Una penisola piccola ma dalla storia tormentata sta per causare una nuova guerra

La crisi fa Ucraina e Russia si fa di ora in ora più grave, e il territorio della Crimea sta per essere causa e scenario di un nuovo conflitto, non certo il primo nella sua tormentata storia. Quali sono le cause? Ovviamente i disordini delle scorse settimane in Ucraina sono state la scintilla, ma le cause affondano molto più nel passato.

Per cominciare, occorre dare uno sguardo alla cartina geografica. La Crimea è una penisola di 26.000 km quadrati al confine tra Occidente e Oriente, una posizione che l'ha portata nei secoli a fare da crocevia e attirare interesse economici. Per gli antichi greci questa era la Tauride, la regione in cui, secondo Euripide, si rifugiò Ifigenia dopo essere scampata al sacrificio cui era stata condannata dal padre Agamennone per poter arrivare a Troia.

Invasa nei secoli da Goti, Unni, Bizantini e Mongoli, nel XV secolo divenne un khanato sotto l'influenza turca, guidato dalla popolazione di etnia tatara. Nel XVIII secolo la Crimea divenne però scenario di tre guerre russo-turche, al termine delle quali la regione entrò a far parte dell'impero russo.

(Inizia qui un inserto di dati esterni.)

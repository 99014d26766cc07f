//! Statement builder - entity metadata + operation → parameterized SQL
//!
//! Every statement is assembled from ordered `(column, value)` pairs. The SQL
//! text and the parameter list are rendered from the same pairs, so the n-th
//! `?` placeholder is always bound to the n-th parameter.

use crate::entity::{Entity, FieldDescriptor, TableMeta};
use crate::value::Value;
use crate::{Error, Result};

/// SQL text plus its positional parameters, owned by a single call
#[derive(Debug, Clone, PartialEq)]
pub struct PreparedOperation {
    pub sql: String,
    pub params: Vec<Value>,
}

impl PreparedOperation {
    fn new(sql: String, params: Vec<Value>) -> Self {
        Self { sql, params }
    }
}

/// Ordered column/value pairs that render to placeholders and parameters
#[derive(Debug, Default)]
struct Bindings {
    pairs: Vec<(String, Value)>,
}

impl Bindings {
    fn push(&mut self, column: impl Into<String>, value: Value) {
        self.pairs.push((column.into(), value));
    }

    fn is_empty(&self) -> bool {
        self.pairs.is_empty()
    }

    fn column_list(&self) -> String {
        self.pairs.iter().map(|(c, _)| c.as_str()).collect::<Vec<_>>().join(", ")
    }

    fn placeholders(&self) -> String {
        vec!["?"; self.pairs.len()].join(", ")
    }

    /// `a = ?, b = ?`
    fn assignments(&self) -> String {
        self.joined(", ")
    }

    /// `a = ? AND b = ?`
    fn predicate(&self) -> String {
        self.joined(" AND ")
    }

    fn joined(&self, separator: &str) -> String {
        self.pairs
            .iter()
            .map(|(c, _)| format!("{} = ?", c))
            .collect::<Vec<_>>()
            .join(separator)
    }

    fn into_values(self) -> Vec<Value> {
        self.pairs.into_iter().map(|(_, v)| v).collect()
    }
}

fn read_field<T: Entity>(instance: &T, field: &FieldDescriptor) -> Result<Value> {
    instance.get_field(field.source_field_name).ok_or_else(|| {
        Error::Schema(format!(
            "field '{}' is declared but not readable",
            field.source_field_name
        ))
    })
}

fn all_fields<T: Entity>(meta: &TableMeta, instance: &T) -> Result<Bindings> {
    let mut bindings = Bindings::default();
    for field in &meta.fields {
        bindings.push(&field.column_name, read_field(instance, field)?);
    }
    Ok(bindings)
}

fn require_id(meta: &TableMeta, id: &Value) -> Result<()> {
    if id.is_null() {
        return Err(Error::Validation(format!("null id for {}", meta.name)));
    }
    Ok(())
}

fn require_column<'a>(meta: &'a TableMeta, column: &str) -> Result<&'a FieldDescriptor> {
    meta.column(column).ok_or_else(|| {
        Error::Validation(format!("{} has no column '{}'", meta.name, column))
    })
}

fn select_list(meta: &TableMeta) -> String {
    format!("SELECT {} FROM {}", meta.columns().join(", "), meta.name)
}

// ========== Writes ==========

/// `INSERT INTO t (every column) VALUES (?, ...)`
pub fn insert<T: Entity>(meta: &TableMeta, instance: &T) -> Result<PreparedOperation> {
    let bindings = all_fields(meta, instance)?;
    let sql = format!(
        "INSERT INTO {} ({}) VALUES ({})",
        meta.name,
        bindings.column_list(),
        bindings.placeholders()
    );
    Ok(PreparedOperation::new(sql, bindings.into_values()))
}

/// `INSERT INTO t (every column) VALUES (?, ...) ON CONFLICT(<key>) DO UPDATE SET ...`
///
/// The instance must carry a non-null value for the type's single primary key.
/// Only a key clash turns into an update; any other constraint violation is
/// reported, so rows sharing a UNIQUE value with the instance are never touched.
pub fn upsert<T: Entity>(meta: &TableMeta, instance: &T) -> Result<PreparedOperation> {
    let key = meta.primary_key()?;
    if read_field(instance, key)?.is_null() {
        return Err(Error::Validation(format!(
            "cannot upsert {} without a value for primary key '{}'",
            meta.name, key.column_name
        )));
    }

    let bindings = all_fields(meta, instance)?;
    let updates = meta
        .fields
        .iter()
        .filter(|f| !f.is_primary_key)
        .map(|f| format!("{0} = excluded.{0}", f.column_name))
        .collect::<Vec<_>>();
    let on_conflict = if updates.is_empty() {
        "DO NOTHING".to_string()
    } else {
        format!("DO UPDATE SET {}", updates.join(", "))
    };

    let sql = format!(
        "INSERT INTO {} ({}) VALUES ({}) ON CONFLICT({}) {}",
        meta.name,
        bindings.column_list(),
        bindings.placeholders(),
        key.column_name,
        on_conflict
    );
    Ok(PreparedOperation::new(sql, bindings.into_values()))
}

/// `UPDATE t SET <non-key columns> WHERE <key> = ?`, id bound last
pub fn update_by_id<T: Entity>(meta: &TableMeta, id: Value, instance: &T) -> Result<PreparedOperation> {
    require_id(meta, &id)?;
    let key = meta.primary_key()?;

    let mut set = Bindings::default();
    for field in meta.fields.iter().filter(|f| !f.is_primary_key) {
        set.push(&field.column_name, read_field(instance, field)?);
    }
    if set.is_empty() {
        return Err(Error::Validation(format!(
            "{} has no non-key columns to update",
            meta.name
        )));
    }

    let sql = format!(
        "UPDATE {} SET {} WHERE {} = ?",
        meta.name,
        set.assignments(),
        key.column_name
    );
    let mut params = set.into_values();
    params.push(id);
    Ok(PreparedOperation::new(sql, params))
}

// ========== Deletes ==========

pub fn delete_by_id(meta: &TableMeta, id: Value) -> Result<PreparedOperation> {
    require_id(meta, &id)?;
    let key = meta.primary_key()?;
    Ok(PreparedOperation::new(
        format!("DELETE FROM {} WHERE {} = ?", meta.name, key.column_name),
        vec![id],
    ))
}

/// Delete the row matching every primary-key column of `instance`
pub fn delete_by_instance<T: Entity>(meta: &TableMeta, instance: &T) -> Result<PreparedOperation> {
    let mut keys = Bindings::default();
    for field in meta.primary_keys() {
        let value = read_field(instance, field)?;
        if value.is_null() {
            return Err(Error::Validation(format!(
                "primary key '{}' of {} is null",
                field.column_name, meta.name
            )));
        }
        keys.push(&field.column_name, value);
    }
    if keys.is_empty() {
        return Err(Error::Validation(format!(
            "{} declares no primary key",
            meta.name
        )));
    }

    let sql = format!("DELETE FROM {} WHERE {}", meta.name, keys.predicate());
    Ok(PreparedOperation::new(sql, keys.into_values()))
}

pub fn delete_by_column(meta: &TableMeta, column: &str, value: Value) -> Result<PreparedOperation> {
    let field = require_column(meta, column)?;
    Ok(PreparedOperation::new(
        format!("DELETE FROM {} WHERE {} = ?", meta.name, field.column_name),
        vec![value],
    ))
}

pub fn delete_all(meta: &TableMeta) -> PreparedOperation {
    PreparedOperation::new(format!("DELETE FROM {}", meta.name), Vec::new())
}

// ========== Reads ==========

/// Select at most one row by the primary-key column
pub fn select_by_id(meta: &TableMeta, id: Value) -> Result<PreparedOperation> {
    require_id(meta, &id)?;
    let key = meta.primary_key()?;
    Ok(PreparedOperation::new(
        format!("{} WHERE {} = ?", select_list(meta), key.column_name),
        vec![id],
    ))
}

/// Select rows where every listed column equals its value
pub fn select_by_columns(meta: &TableMeta, columns: &[&str], values: &[Value]) -> Result<PreparedOperation> {
    if columns.is_empty() || values.is_empty() {
        return Err(Error::Validation("empty column predicate".to_string()));
    }
    if columns.len() != values.len() {
        return Err(Error::Validation(format!(
            "{} columns but {} values",
            columns.len(),
            values.len()
        )));
    }

    let mut predicate = Bindings::default();
    for (column, value) in columns.iter().zip(values) {
        let field = require_column(meta, column)?;
        predicate.push(&field.column_name, value.clone());
    }

    let sql = format!("{} WHERE {}", select_list(meta), predicate.predicate());
    Ok(PreparedOperation::new(sql, predicate.into_values()))
}

pub fn select_all(meta: &TableMeta) -> PreparedOperation {
    PreparedOperation::new(select_list(meta), Vec::new())
}

/// Pass-through statement: no predicate, no parameters, caller-supplied SQL
pub fn raw(sql: &str) -> PreparedOperation {
    PreparedOperation::new(sql.to_string(), Vec::new())
}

Dal 1853 al 1856 la Regione fu teatro della Guerra di Crimea che vedeva contrapposta la Russia a un'alleanza formata da Impero ottomano, Francia, Austria e Regno di Sardegna. I libri di scuola ci insegnano che quella guerra consentì all'avvicinamento tra i Savoia e la Francia che portò in pochi anni all'Unità d'Italia, ma per la Crimea fu una sciagura che distrusse il tessuto economico e diede il via alla diaspora dei tatari.

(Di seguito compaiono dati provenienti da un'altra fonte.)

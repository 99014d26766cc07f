pub mod table;

pub use table::{rows_table, TableBuilder};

Da allora la Crimea è stata spesso roccaforte nelle battaglie e nelle guerre che si sono succedute, ma sempre dalla parte degli sconfitti: le truppe anti-bolsceviche nella rivoluzione russa, i nazisti durante la seconda guerra mondiale. Nel 1944, liberata Sebastopoli dagli invasori tedeschi, Stalin ordinò la pulizia etnica contro i tatari, rei di collaborazionismo.

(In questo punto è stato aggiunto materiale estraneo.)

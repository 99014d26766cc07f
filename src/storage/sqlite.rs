//! SQLite DAO - CRUD over mapped types through the connection pool

use std::path::Path;
use crate::entity::{Entity, TableMeta};
use crate::value::Value;
use crate::Result;
use super::materialize::{self, RawRow};
use super::pool::{ConnectionPool, PoolConfig};
use super::statement::{self, PreparedOperation};
use super::schema;

/// Data access object for any [`Entity`] stored in SQLite.
///
/// Every call checks out one pooled connection for its whole duration and
/// releases it before returning, whatever the outcome. The DAO holds no other
/// state, so clones can be used from many threads at once.
#[derive(Clone)]
pub struct SqliteDao {
    pool: ConnectionPool,
}

impl SqliteDao {
    /// Wrap an externally built pool
    pub fn new(pool: ConnectionPool) -> Self {
        Self { pool }
    }

    /// Open a database file (creates if doesn't exist)
    pub fn open(path: &Path, config: &PoolConfig) -> Result<Self> {
        Ok(Self::new(ConnectionPool::open(path, config)?))
    }

    /// Open an in-memory database (for testing)
    pub fn open_in_memory() -> Result<Self> {
        Ok(Self::new(ConnectionPool::open_in_memory()?))
    }

    pub fn pool(&self) -> &ConnectionPool {
        &self.pool
    }

    // ========== Execution ==========

    fn execute(&self, op: &PreparedOperation) -> Result<usize> {
        tracing::debug!(sql = %op.sql, params = op.params.len(), "execute");
        let conn = self.pool.acquire()?;
        let affected = conn.execute(&op.sql, rusqlite::params_from_iter(op.params.iter()))?;
        Ok(affected)
    }

    fn fetch(&self, op: &PreparedOperation) -> Result<Vec<RawRow>> {
        tracing::debug!(sql = %op.sql, params = op.params.len(), "query");
        let conn = self.pool.acquire()?;
        let mut stmt = conn.prepare(&op.sql)?;
        materialize::collect_rows(&mut stmt, &op.params)
    }

    // ========== Schema ==========

    /// Create every missing table. Existing tables are left untouched.
    ///
    /// Every table's DDL is built before the first statement runs, so a schema
    /// error in any of them leaves the database unchanged.
    pub fn init_schema(&self, tables: &[TableMeta]) -> Result<()> {
        let statements = tables
            .iter()
            .map(|meta| Ok((meta.name.as_str(), schema::create_table_sql(meta)?)))
            .collect::<Result<Vec<_>>>()?;

        for (table, ddl) in &statements {
            tracing::info!(table = %table, "ensuring table");
            self.execute(&statement::raw(ddl))?;
        }
        Ok(())
    }

    /// Create the table for `T` if it does not exist
    pub fn init_table<T: Entity>(&self) -> Result<()> {
        self.init_schema(&[TableMeta::of::<T>()?])
    }

    // ========== Writes ==========

    /// Insert one new row and return its row id
    pub fn insert<T: Entity>(&self, instance: &T) -> Result<i64> {
        let meta = TableMeta::of::<T>()?;
        let op = statement::insert(&meta, instance)?;
        tracing::debug!(sql = %op.sql, params = op.params.len(), "execute");

        let conn = self.pool.acquire()?;
        conn.execute(&op.sql, rusqlite::params_from_iter(op.params.iter()))?;
        Ok(conn.last_insert_rowid())
    }

    /// Insert each instance in order.
    ///
    /// Not atomic: on failure the rows inserted so far stay committed and the
    /// error is returned.
    pub fn insert_batch<T: Entity>(&self, instances: &[T]) -> Result<usize> {
        for (index, instance) in instances.iter().enumerate() {
            if let Err(e) = self.insert(instance) {
                tracing::warn!(index, "batch insert aborted: {}", e);
                return Err(e);
            }
        }
        Ok(instances.len())
    }

    /// Insert the instance, or overwrite the non-key columns of the row that
    /// already holds its primary key. Other constraint clashes are errors.
    pub fn upsert<T: Entity>(&self, instance: &T) -> Result<()> {
        let meta = TableMeta::of::<T>()?;
        self.execute(&statement::upsert(&meta, instance)?)?;
        Ok(())
    }

    /// Upsert each instance in order; same partial-failure behavior as `insert_batch`
    pub fn upsert_batch<T: Entity>(&self, instances: &[T]) -> Result<usize> {
        for (index, instance) in instances.iter().enumerate() {
            if let Err(e) = self.upsert(instance) {
                tracing::warn!(index, "batch upsert aborted: {}", e);
                return Err(e);
            }
        }
        Ok(instances.len())
    }

    /// Overwrite every non-key column of the row with the given id.
    /// Returns 0 when no such row exists.
    pub fn update_by_id<T: Entity>(&self, id: impl Into<Value>, instance: &T) -> Result<usize> {
        let meta = TableMeta::of::<T>()?;
        self.execute(&statement::update_by_id(&meta, id.into(), instance)?)
    }

    // ========== Deletes ==========

    pub fn delete_by_id<T: Entity>(&self, id: impl Into<Value>) -> Result<usize> {
        let meta = TableMeta::of::<T>()?;
        self.execute(&statement::delete_by_id(&meta, id.into())?)
    }

    /// Delete the row whose primary key matches the instance's
    pub fn delete_by_instance<T: Entity>(&self, instance: &T) -> Result<usize> {
        let meta = TableMeta::of::<T>()?;
        self.execute(&statement::delete_by_instance(&meta, instance)?)
    }

    pub fn delete_by_column<T: Entity>(&self, column: &str, value: impl Into<Value>) -> Result<usize> {
        let meta = TableMeta::of::<T>()?;
        self.execute(&statement::delete_by_column(&meta, column, value.into())?)
    }

    pub fn delete_all<T: Entity>(&self) -> Result<usize> {
        let meta = TableMeta::of::<T>()?;
        self.execute(&statement::delete_all(&meta))
    }

    // ========== Reads ==========

    /// Get one instance by primary key, `None` when absent
    pub fn read_by_id<T: Entity>(&self, id: impl Into<Value>) -> Result<Option<T>> {
        let meta = TableMeta::of::<T>()?;
        let rows = self.fetch(&statement::select_by_id(&meta, id.into())?)?;
        rows.first()
            .map(|row| materialize::materialize(row, &meta))
            .transpose()
    }

    /// Every row of `T`'s table, in result-set order
    pub fn read_all<T: Entity>(&self) -> Result<Vec<T>> {
        let meta = TableMeta::of::<T>()?;
        let rows = self.fetch(&statement::select_all(&meta))?;
        materialize::materialize_all(&rows, &meta)
    }

    /// Rows where each column equals the value at the same position
    pub fn query_by_columns<T: Entity>(&self, columns: &[&str], values: &[Value]) -> Result<Vec<T>> {
        let meta = TableMeta::of::<T>()?;
        let rows = self.fetch(&statement::select_by_columns(&meta, columns, values)?)?;
        materialize::materialize_all(&rows, &meta)
    }

    /// Run caller-supplied SQL and materialize the result as `T`.
    ///
    /// The SQL is passed through untouched; the caller is responsible for
    /// its safety. Every mapped column must be present in the result.
    pub fn query_typed<T: Entity>(&self, sql: &str) -> Result<Vec<T>> {
        let meta = TableMeta::of::<T>()?;
        let rows = self.fetch(&statement::raw(sql))?;
        materialize::materialize_all(&rows, &meta)
    }

    /// Run caller-supplied SQL and return rows keyed by reported column name
    pub fn query_raw(&self, sql: &str) -> Result<Vec<RawRow>> {
        self.fetch(&statement::raw(sql))
    }
}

La Crimea, diventato stato autonomo dell'Unione Sovietica nel 1921, viene "retrocessa" a provincia nel 1945. Nel 1954, Nikita Krushev la regala all'Ucraina per commemorare i 300 anni del trattato di pace con la Russia. Si dice che Krushev fosse completamente ubriaco quando prese questa decisione, decisione che non piacque mai agli abitanti di Crimea, che si sono sentiti sempre russi e non ucraini.

Allo scioglimento dell'URSS, la Crimea si dichiarò indipendente, ma poi accettò di rimanere all'interno dell'Ucraina come repubblica autonoma, con capitale Simferopoli e un proprio governo. La situazione è stata finora tenuta a bada dalla vicinanza del governo ucraino alla Russia, sancita dalla presidenza di Victor Janukovyc, filo-russo. La caduta di Janukovyc, e la salita al potere di un governo provvisorio di carattere filo-europeo, ha portato all'insurrezione della repubblica di Crimea, appoggiata dai Russi che lì hanno ancora una importante base navale che garantisce l'accesso al mare.

Da ultimo, occorre sottolineare che in Crimea è presente una significativa minoranza italiana, formatasi nel corso dei secoli grazie ai rapporti commerciali tra le nostre repubbliche marinare e la penisola. La comunità a tutt'oggi presente si è però sviluppata a partire dal XIX secolo con le migrazioni dalla Puglia, e in particolare tra Trani, Molfetta e Bisceglie. Gli italiani di Crimea vennero perseguitati negli anni dell'Unione Sovietica perché accusati di essere fascisti.